From mboxrd@z Thu Jan  1 00:00:00 1970
Received: from eggs.gnu.org ([2001:4830:134:3::10]:47259)
	by lists.gnu.org with esmtp (Exim 4.71)
	(envelope-from <cota@braap.org>) id 1asegR-0003ra-Bs
	for qemu-devel@nongnu.org; Tue, 19 Apr 2016 19:03:52 -0400
Received: from Debian-exim by eggs.gnu.org with spam-scanned (Exim 4.71)
	(envelope-from <cota@braap.org>) id 1asegO-00006K-0w
	for qemu-devel@nongnu.org; Tue, 19 Apr 2016 19:03:51 -0400
Received: from out2-smtp.messagingengine.com ([66.111.4.26]:44151)
	by eggs.gnu.org with esmtp (Exim 4.71)
	(envelope-from <cota@braap.org>) id 1asegN-000061-Sg
	for qemu-devel@nongnu.org; Tue, 19 Apr 2016 19:03:47 -0400
Received: from compute5.internal (compute5.nyi.internal [10.202.2.45])
	by mailout.nyi.internal (Postfix) with ESMTP id 87CC720AF8
	for <qemu-devel@nongnu.org>; Tue, 19 Apr 2016 19:03:46 -0400 (EDT)
Date: Tue, 19 Apr 2016 19:03:46 -0400
From: "Emilio G. Cota" <cota@braap.org>
Message-ID: <20160419230346.GA2621@flamenco>
References: <1459834253-8291-1-git-send-email-cota@braap.org>
	<1459834253-8291-9-git-send-email-cota@braap.org>
	<87h9fcbdko.fsf@linaro.org>
MIME-Version: 1.0
Content-Type: text/plain; charset=iso-8859-1
Content-Disposition: inline
Content-Transfer-Encoding: 8bit
In-Reply-To: <87h9fcbdko.fsf@linaro.org>
Subject: Re: [Qemu-devel] [PATCH 08/10] qht: QEMU's fast,
 resizable and scalable Hash Table
List-Id: <qemu-devel.nongnu.org>
List-Unsubscribe: <https://lists.nongnu.org/mailman/options/qemu-devel>,
	<mailto:qemu-devel-request@nongnu.org?subject=unsubscribe>
List-Archive: <http://lists.nongnu.org/archive/html/qemu-devel/>
List-Post: <mailto:qemu-devel@nongnu.org>
List-Help: <mailto:qemu-devel-request@nongnu.org?subject=help>
List-Subscribe: <https://lists.nongnu.org/mailman/listinfo/qemu-devel>,
	<mailto:qemu-devel-request@nongnu.org?subject=subscribe>
To: Alex =?iso-8859-1?Q?Benn=E9e?= <alex.bennee@linaro.org>
Cc: QEMU Developers <qemu-devel@nongnu.org>, MTTCG Devel <mttcg@listserver.greensocs.com>, Paolo Bonzini <pbonzini@redhat.com>, Peter Crosthwaite <crosthwaite.peter@gmail.com>, Richard Henderson <rth@twiddle.net>, Peter Maydell <peter.maydell@linaro.org>, Sergey Fedorov <serge.fdrv@gmail.com>

Hi Alex,

I'm sending a v3 in a few minutes. I've addressed all your comments there,
so I won't duplicate them here; please find inline my replies to some
questions you raised.

On Fri, Apr 08, 2016 at 11:27:19 +0100, Alex Bennée wrote:
> Emilio G. Cota <cota@braap.org> writes:
(snip)
> > +/* call only when there are no readers left */
> > +void qht_destroy(struct qht *ht);
> > +
> 
> What's the rationale for making the caller responsible for locking here?

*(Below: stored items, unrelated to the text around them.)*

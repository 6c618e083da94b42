/// Core error type for the calculator bot.
///
/// The messaging adapter maps its transport errors into this type so the
/// core flows can tell a bad-request-class failure (formatting rejected,
/// edit to identical content, malformed chat id) apart from everything else.
#[derive(Debug, thiserror::Error)]
pub enum Error {
    #[error("config error: {0}")]
    Config(String),

    #[error("bad request: {0}")]
    BadRequest(String),

    #[error("json error: {0}")]
    Json(#[from] serde_json::Error),

    #[error("external error: {0}")]
    External(String),
}

pub type Result<T> = std::result::Result<T, Error>;
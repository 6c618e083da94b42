//! Web-app payload contract.
//!
//! The embedded calculator sends one JSON document per action:
//! `{ "type": "share"|"export", "data": {...}, "message": "...",
//! "timestamp": "..." }`. The tag is decoded once, here, into a closed
//! enum with an explicit arm for unrecognized kinds.

use chrono::{DateTime, Utc};
use serde::Deserialize;
use serde_json::Value;

use crate::Result;

/// Finished calculation attached to a payload. The `data` mapping is
/// opaque to the bot: the math happened in the web app.
#[derive(Clone, Debug, Deserialize, PartialEq)]
pub struct CalcResult {
    #[serde(default)]
    pub data: Value,
    #[serde(default)]
    pub message: Option<String>,
    #[serde(default)]
    pub timestamp: Option<String>,
}

#[derive(Clone, Debug, Deserialize, PartialEq)]
#[serde(tag = "type", rename_all = "snake_case")]
pub enum CalcPayload {
    /// User shared their results into the chat.
    Share(CalcResult),
    /// User asked for the raw data as a downloadable file.
    Export(CalcResult),
    /// Any other (or missing) `type`: dropped upstream with a diagnostic.
    #[serde(other)]
    Unknown,
}

/// Decode a raw payload document.
///
/// Malformed JSON is an error (the user gets a retry prompt); a well-formed
/// document with an unknown or missing `type`, or with fields the known
/// kinds cannot accept, decodes to `Unknown`.
pub fn decode(text: &str) -> Result<CalcPayload> {
    let value: Value = serde_json::from_str(text)?;
    Ok(serde_json::from_value(value).unwrap_or(CalcPayload::Unknown))
}

/// Pretty-printed UTF-8 JSON bytes of the exported `data` mapping.
pub fn export_bytes(data: &Value) -> Result<Vec<u8>> {
    Ok(serde_json::to_vec_pretty(data)?)
}

/// Filename for the export artifact, derived from the payload timestamp
/// or the current time.
pub fn export_filename(timestamp: Option<&str>) -> String {
    export_filename_at(timestamp, Utc::now())
}

fn export_filename_at(timestamp: Option<&str>, now: DateTime<Utc>) -> String {
    let stamp = match timestamp.map(str::trim).filter(|t| !t.is_empty()) {
        Some(ts) => ts.replace(':', "-").replace(' ', "_").replace(',', ""),
        None => now.format("%Y-%m-%d_%H-%M-%S").to_string(),
    };
    format!("unit_economics_export_{stamp}.json")
}

#[cfg(test)]
mod tests {
    use super::*;
    use chrono::TimeZone;
    use serde_json::json;

    #[test]
    fn decodes_share_payload() {
        let payload =
            decode(r#"{"type":"share","data":{"margin":0.2},"message":"done"}"#).unwrap();
        let CalcPayload::Share(result) = payload else {
            panic!("expected share, got {payload:?}");
        };
        assert_eq!(result.message.as_deref(), Some("done"));
        assert_eq!(result.data, json!({"margin": 0.2}));
        assert_eq!(result.timestamp, None);
    }

    #[test]
    fn decodes_export_payload() {
        let payload = decode(
            r#"{"type":"export","data":{"a":1},"message":"done","timestamp":"2026-01-02 10:00:00"}"#,
        )
        .unwrap();
        assert!(matches!(payload, CalcPayload::Export(_)));
    }

    #[test]
    fn unknown_and_missing_types_decode_to_unknown() {
        assert_eq!(decode(r#"{"type":"bogus"}"#).unwrap(), CalcPayload::Unknown);
        assert_eq!(decode(r#"{"data":{"a":1}}"#).unwrap(), CalcPayload::Unknown);
    }

    #[test]
    fn malformed_json_is_an_error() {
        assert!(decode("{not json").is_err());
    }

    #[test]
    fn filename_sanitizes_the_payload_timestamp() {
        assert_eq!(
            export_filename(Some("2026-01-02 10:15:30, final")),
            "unit_economics_export_2026-01-02_10-15-30_final.json"
        );
    }

    #[test]
    fn filename_falls_back_to_current_time() {
        let now = Utc.with_ymd_and_hms(2026, 3, 4, 5, 6, 7).unwrap();
        assert_eq!(
            export_filename_at(None, now),
            "unit_economics_export_2026-03-04_05-06-07.json"
        );
        assert_eq!(
            export_filename_at(Some("   "), now),
            "unit_economics_export_2026-03-04_05-06-07.json"
        );
    }

    #[test]
    fn export_bytes_round_trip() {
        let data = json!({"a": 1, "b": {"c": [1, 2]}});
        let bytes = export_bytes(&data).unwrap();
        let parsed: Value = serde_json::from_slice(&bytes).unwrap();
        assert_eq!(parsed, data);
    }
}
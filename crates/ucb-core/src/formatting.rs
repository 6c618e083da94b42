//! Outbound text escaping.

/// Escape HTML special characters for Telegram HTML parse mode.
///
/// Used by the notifier fallback: when the rich (markdown) send is rejected
/// the same text is re-sent escaped so it renders literally.
pub fn escape_html(text: &str) -> String {
    text.replace('&', "&amp;")
        .replace('<', "&lt;")
        .replace('>', "&gt;")
        .replace('"', "&quot;")
}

Instead of embedding a mutex in struct qht, I decided to let callers
handle that, since most likely write accesses will be part of
other updates that will require their own lock.

> Are we going to be protected by tb_lock in the MTTCG case rather than a
> finer grained locking inside the qht?

Yes, this is an example of the external-lock-that-other-updates-require
that I refer to above.

(snip)
> > +static inline
> > +void *__qht_lookup(struct qht_bucket *b, struct qht_bucket **far_bucket,
> > +                    int *pos, qht_lookup_func_t func, const void *userp,
> > +                    uint32_t hash)
> 
> Aside the inline is there any reason to keep such an implementation
> detail in the header. I certainly couldn't measure a difference after I
> moved them into qht.c.

I thought I measured a small perf. increase in the past with the inline.
But I couldn't replicate it so I've moved this to qht.c in v3.

(snip)
> > +static inline void *qht_lookup(struct qht *ht, qht_lookup_func_t func,
> > +                                const void *userp, uint32_t hash)
> > +{
> > +    struct qht_bucket *far_bucket = NULL;
> > +    struct qht_bucket *b;
> > +    struct qht_map *map;
> > +    uint32_t version;
> > +    int pos = 0;
> > +    void *ret;
> > +
> > +    map = atomic_read(&ht->map);
> > +    /* paired with smp_wmb() before setting ht->map */
> > +    smp_rmb();
> > +    b = qht_map_to_bucket(map, hash);
> > +
> > +    do {
> > +        version = seqlock_read_begin(&b->sequence);
> > +        ret = __qht_lookup(b, &far_bucket, &pos, func, userp, hash);
> > +    } while (seqlock_read_retry(&b->sequence, version));
> 
> OK I was slightly confused by this until I got further along. Maybe some
> comments in the qht_bucket structure to point out the seqlock is
> important when a bucket is at the head of the list.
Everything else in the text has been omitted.